Impact
The vulnerability in the Linux kernel’s virtio vsock transport lets a malicious peer advertise an arbitrarily large send buffer size. This forces the host or guest to reserve an equivalent amount of sk_buff memory, causing slab allocation to grow uncontrollably. An attacker can therefore exhaust kernel memory and trigger out‑of‑memory conditions or make the system unresponsive. The flaw is a classic case of uncontrolled resource consumption.
Affected Systems
All Linux kernel builds that include virtio vsock support, such as typical KVM/QEMU hosts and their guests, are affected by this issue in versions before the patch that caps the TX credit to the lower of the peer’s buffer and the local limit.
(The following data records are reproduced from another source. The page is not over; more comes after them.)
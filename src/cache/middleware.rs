//! Response interception: serve cached state in place of, or on top of, the live page.
//!
//! The hybrid layer patches live HTML with the cached session; the autoswitch
//! layer answers with the cached export and lets the browser swap to the live
//! page once it is ready. Both fall back to the untouched live response.

use std::sync::Arc;

use axum::{
    body::{Body, Bytes},
    extract::State,
    http::{
        HeaderMap, HeaderValue, Method, Request, StatusCode,
        header::{CACHE_CONTROL, CONTENT_ENCODING, CONTENT_LENGTH, CONTENT_TYPE},
    },
    middleware::Next,
    response::{IntoResponse, Response},
};
use futures::{StreamExt, stream};
use metrics::counter;
use tracing::{debug, instrument, warn};

use super::artifact::{has_cached_html, load_cached_config, read_cached_html};
use super::autoswitch::{AutoswitchScript, is_live_request};
use crate::application::{
    auth::{AuthSession, CacheAuthorizer, TOKEN_QUERY_PARAM},
    backend::NotebookSource,
    error::HttpError,
    mount::{PatchOptions, PatchSources, apply_cached_html, fresh_notebook_snapshot, strip_code},
    resolve::{DocumentResolver, query_param, show_code_requested},
};
use crate::domain::document::DocumentPath;
use crate::infra::http::session::CookieSessions;

pub(crate) const METRIC_CACHED_PATCH: &str = "gateway_cached_patch_total";
pub(crate) const METRIC_CACHED_PASSTHROUGH: &str = "gateway_cached_passthrough_total";
pub(crate) const METRIC_CACHED_UNAUTHORIZED: &str = "gateway_cached_unauthorized_total";

const SOURCE: &str = "cache::middleware";
const NO_STORE: HeaderValue = HeaderValue::from_static("no-store");
const HTML_UTF8: HeaderValue = HeaderValue::from_static("text/html; charset=utf-8");

/// How a response was produced, carried as a response extension.
#[derive(Debug, Clone, Copy, PartialEq, Eq)]
pub enum Served {
    /// Straight from the live backend.
    Live,
    /// Live page with the cached session grafted in.
    Patched,
    /// The cached export, without asking the live backend.
    CachedExport,
}

impl Served {
    pub fn as_str(self) -> &'static str {
        match self {
            Self::Live => "live",
            Self::Patched => "patched",
            Self::CachedExport => "cached-export",
        }
    }
}

/// Everything the interception layers need per request.
#[derive(Clone)]
pub struct ServingState {
    pub resolver: Arc<DocumentResolver>,
    pub authorizer: Arc<CacheAuthorizer>,
    pub cookies: CookieSessions,
    pub notebooks: Arc<dyn NotebookSource>,
    pub autoswitch: Arc<AutoswitchScript>,
    pub include_code: bool,
    pub max_buffer_bytes: usize,
}

impl ServingState {
    /// Authorize against the cookie session and the `access_token` parameter.
    pub fn authorize(&self, headers: &HeaderMap, query: Option<&str>) -> (bool, AuthSession) {
        let mut session = self.cookies.load(headers);
        let token = query_param(query, TOKEN_QUERY_PARAM);
        let authorized = self.authorizer.authorize(&mut session, token.as_deref());
        if !authorized {
            counter!(METRIC_CACHED_UNAUTHORIZED).increment(1);
        }
        (authorized, session)
    }

    /// The cached export prepared for direct serving: code stripped when
    /// inclusion is off, otherwise refreshed with the current notebook code.
    pub async fn render_cached_export(
        &self,
        document: &DocumentPath,
        html: &str,
        show_code: bool,
    ) -> String {
        if !self.include_code {
            return strip_code(html).into_owned();
        }
        let fresh =
            fresh_notebook_snapshot(&*self.notebooks, Some(document.as_path()), true).await;
        apply_cached_html(
            html,
            PatchSources {
                cached_config: None,
                fresh_notebook: fresh.as_ref(),
            },
            PatchOptions {
                include_code: true,
                show_code,
                include_session: false,
            },
        )
        .into_owned()
    }
}

/// Patch live HTML for documents with a cached export.
#[instrument(skip_all, fields(path = %request.uri().path()))]
pub async fn cached_snapshot_layer(
    State(state): State<ServingState>,
    request: Request<Body>,
    next: Next,
) -> Response {
    if request.method() != Method::GET {
        return passthrough(next.run(request).await);
    }

    let Some(document) = state.resolver.resolve(request.uri().path()) else {
        return passthrough(next.run(request).await);
    };
    if !has_cached_html(document.as_path()).await {
        return passthrough(next.run(request).await);
    }

    let query = request.uri().query().map(str::to_string);
    let (authorized, session) = state.authorize(request.headers(), query.as_deref());
    if !authorized {
        debug!(cache = "snapshot", outcome = "unauthorized", "serving live page");
        return passthrough(next.run(request).await);
    }

    let show_code = show_code_requested(query.as_deref());
    let response = next.run(request).await;
    let mut response = patch_live_response(&state, &document, response, show_code).await;
    state.cookies.persist(&session, response.headers_mut());
    response
}

/// Answer application pages with the cached export plus the switch script.
#[instrument(skip_all, fields(path = %request.uri().path()))]
pub async fn autoswitch_layer(
    State(state): State<ServingState>,
    request: Request<Body>,
    next: Next,
) -> Response {
    if request.method() != Method::GET || is_live_request(request.uri().query()) {
        return passthrough(next.run(request).await);
    }

    let Some(document) = state.resolver.resolve(request.uri().path()) else {
        return passthrough(next.run(request).await);
    };
    if !has_cached_html(document.as_path()).await {
        return passthrough(next.run(request).await);
    }

    let query = request.uri().query().map(str::to_string);
    let (authorized, session) = state.authorize(request.headers(), query.as_deref());
    if !authorized {
        debug!(cache = "autoswitch", outcome = "unauthorized", "serving live page");
        return passthrough(next.run(request).await);
    }

    let Some(html) = read_cached_html(document.as_path()).await else {
        return passthrough(next.run(request).await);
    };

    let show_code = show_code_requested(query.as_deref());
    let html = state
        .render_cached_export(&document, &html, show_code)
        .await;
    let html = state.autoswitch.inject(&html);

    counter!(METRIC_CACHED_PATCH).increment(1);
    debug!(cache = "autoswitch", outcome = "cached", "serving cached export");
    let mut response = html_response(html);
    state.cookies.persist(&session, response.headers_mut());
    response
}

/// A cached export as a `text/html` response that intermediaries must not store.
pub fn html_response(html: String) -> Response {
    let mut response = html.into_response();
    let headers = response.headers_mut();
    headers.insert(CONTENT_TYPE, HTML_UTF8);
    headers.insert(CACHE_CONTROL, NO_STORE);
    response.extensions_mut().insert(Served::CachedExport);
    response
}

fn passthrough(response: Response) -> Response {
    counter!(METRIC_CACHED_PASSTHROUGH).increment(1);
    response
}

fn is_patchable(headers: &HeaderMap) -> bool {
    let html = headers
        .get(CONTENT_TYPE)
        .and_then(|value| value.to_str().ok())
        .is_some_and(|value| value.to_ascii_lowercase().starts_with("text/html"));
    let encoded = headers
        .get(CONTENT_ENCODING)
        .and_then(|value| value.to_str().ok())
        .is_some_and(|value| !value.eq_ignore_ascii_case("identity"));
    html && !encoded
}

fn declared_length(headers: &HeaderMap) -> Option<usize> {
    headers
        .get(CONTENT_LENGTH)
        .and_then(|value| value.to_str().ok())
        .and_then(|value| value.parse().ok())
}

enum Buffered {
    Complete(Bytes),
    /// Longer than the limit: what was read, followed by the unread rest.
    Overflow(Body),
}

/// Read `body` into memory unless it turns out longer than `limit` bytes.
async fn buffer_body(body: Body, limit: usize) -> Result<Buffered, axum::Error> {
    let mut frames = body.into_data_stream();
    let mut chunks: Vec<Bytes> = Vec::new();
    let mut total = 0usize;
    while let Some(chunk) = frames.next().await {
        let chunk = chunk?;
        total += chunk.len();
        chunks.push(chunk);
        if total > limit {
            let read = stream::iter(chunks.into_iter().map(Ok::<_, axum::Error>));
            return Ok(Buffered::Overflow(Body::from_stream(read.chain(frames))));
        }
    }

    let mut buffer = Vec::with_capacity(total);
    for chunk in &chunks {
        buffer.extend_from_slice(chunk);
    }
    Ok(Buffered::Complete(Bytes::from(buffer)))
}

async fn patch_live_response(
    state: &ServingState,
    document: &DocumentPath,
    response: Response,
    show_code: bool,
) -> Response {
    if !is_patchable(response.headers()) {
        return passthrough(response);
    }
    if declared_length(response.headers()).is_some_and(|len| len > state.max_buffer_bytes) {
        return passthrough(response);
    }
    let Some(cached_config) = load_cached_config(document.as_path()).await else {
        return passthrough(response);
    };

    let (mut parts, body) = response.into_parts();
    let bytes = match buffer_body(body, state.max_buffer_bytes).await {
        Ok(Buffered::Complete(bytes)) => bytes,
        Ok(Buffered::Overflow(body)) => {
            warn!(
                target = "marimo_gateway::cache::middleware",
                path = %document.as_path().display(),
                limit = state.max_buffer_bytes,
                "Live response exceeds the buffer limit; leaving it unmodified"
            );
            return passthrough(Response::from_parts(parts, body));
        }
        Err(err) => {
            return HttpError::new(
                SOURCE,
                StatusCode::BAD_GATEWAY,
                "Live response could not be read",
                err.to_string(),
            )
            .into_response();
        }
    };

    let html = match std::str::from_utf8(&bytes) {
        Ok(html) => html,
        Err(err) => {
            warn!(
                target = "marimo_gateway::cache::middleware",
                path = %document.as_path().display(),
                error = %err,
                "Live response is not UTF-8; leaving it unmodified"
            );
            return passthrough(Response::from_parts(parts, Body::from(bytes)));
        }
    };

    let fresh = fresh_notebook_snapshot(
        &*state.notebooks,
        Some(document.as_path()),
        state.include_code,
    )
    .await;
    let patched = apply_cached_html(
        html,
        PatchSources {
            cached_config: Some(&cached_config),
            fresh_notebook: fresh.as_ref(),
        },
        PatchOptions {
            include_code: state.include_code,
            show_code,
            include_session: true,
        },
    )
    .into_owned();

    parts.headers.insert(CONTENT_LENGTH, HeaderValue::from(patched.len()));
    parts.headers.insert(CACHE_CONTROL, NO_STORE);
    parts.extensions.insert(Served::Patched);
    counter!(METRIC_CACHED_PATCH).increment(1);
    debug!(
        cache = "snapshot",
        outcome = "patched",
        body_bytes = patched.len(),
        "patched live page with cached state"
    );
    Response::from_parts(parts, Body::from(patched))
}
Kernel releases that integrate the virtio_transport_tx_buf_size change, including 6.19 rc6 and later, have removed the flaw.
Risk and Exploitability
The CVSS base score of 5.5 indicates moderate severity, while an EPSS value of less than 1% points to a low likelihood of exploitation. The vulnerability is not listed in the CISA KEV catalog. Exploitation requires control over a virtual machine or host to open many vsock connections advertising large buffers; such activity can be detected and limited with cgroups or memory constraints. Successful exploitation can consume tens of gigabytes of memory, potentially leading to kernel OOM kills and downtime.